Now my perfect sushi night — the perfect sushi night — can mean Robin.

It also means spendy. Robin charges $79 dollars (and up) per person for 15 or so pieces. Tack on an additional sea urchin dish — or five — and suddenly your tab goes from a $200 treat to an oops-we-just-spent $500 event.

But compared to other top omakase spots in the city, the procession of dishes is a solid value, especially when it includes a velvety A5 Wagyu, gently seared, and streaked with Half Moon Bay-cultivated wasabi (that’s been grated on shark skin, by the way), then showered with frozen foie gras “snow.” As well as a bowl of hand-pulled chilled sesame noodles blanketed with Australian black truffles. And uni. Lots of uni. Premium stuff, plucked off coasts everywhere, from Santa Barbara to Baja to Chile, to yes, Hokkaido.

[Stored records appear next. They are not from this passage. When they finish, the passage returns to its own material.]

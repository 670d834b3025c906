//! REST/SSE server exposing the `run` / `validate` / `history` / `health`
//! surface for the workflow engine. Route wiring and HTTP framing live
//! here; `flowforge-cli`'s `serve` command owns the process and hands
//! this crate a built [`AppState`].
//!
//! Follows an `init_routes` + `HttpServer::new` wiring shape, trimmed of
//! the JWT/rate-limit/OpenAPI/WebSocket surface this engine has no use
//! for.

pub mod routes;
mod startup;
mod state;

pub use state::AppState;

use actix_cors::Cors;
use actix_web::{middleware as actix_middleware, web, App, HttpServer};
use std::io;
use std::sync::Arc;
use tracing::info;

/// Current version of the API server, re-exported for diagnostics.
pub const VERSION: &str = env!("CARGO_PKG_VERSION");

/// Bind and run the HTTP server until the process is terminated.
pub async fn serve(state: Arc<AppState>) -> io::Result<()> {
    startup::init_startup_time();
    let bind_addr = format!("{}:{}", state.config.api_host, state.config.api_port);
    info!(%bind_addr, "starting flowforge-api");

    HttpServer::new(move || {
        let cors = Cors::default().allow_any_origin().allow_any_method().allow_any_header().max_age(3600);
        App::new()
            .app_data(web::Data::new(state.clone()))
            .wrap(actix_middleware::Logger::default())
            .wrap(cors)
            .configure(routes::init_routes)
    })
    .bind(bind_addr)?
    .run()
    .await
}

Plus, it’s cheaper than therapy, which is also what my two tableside evenings at Robin brought to mind. In his calm, caring way, our sushi server felt more like our sushi therapist. He leaned in, stared into our eyes, and asked the hard questions: Do we prefer fatty and rich? Or lean and clean? What don’t we like? How do we feel about raw meat? And above all: Are we even uni fans?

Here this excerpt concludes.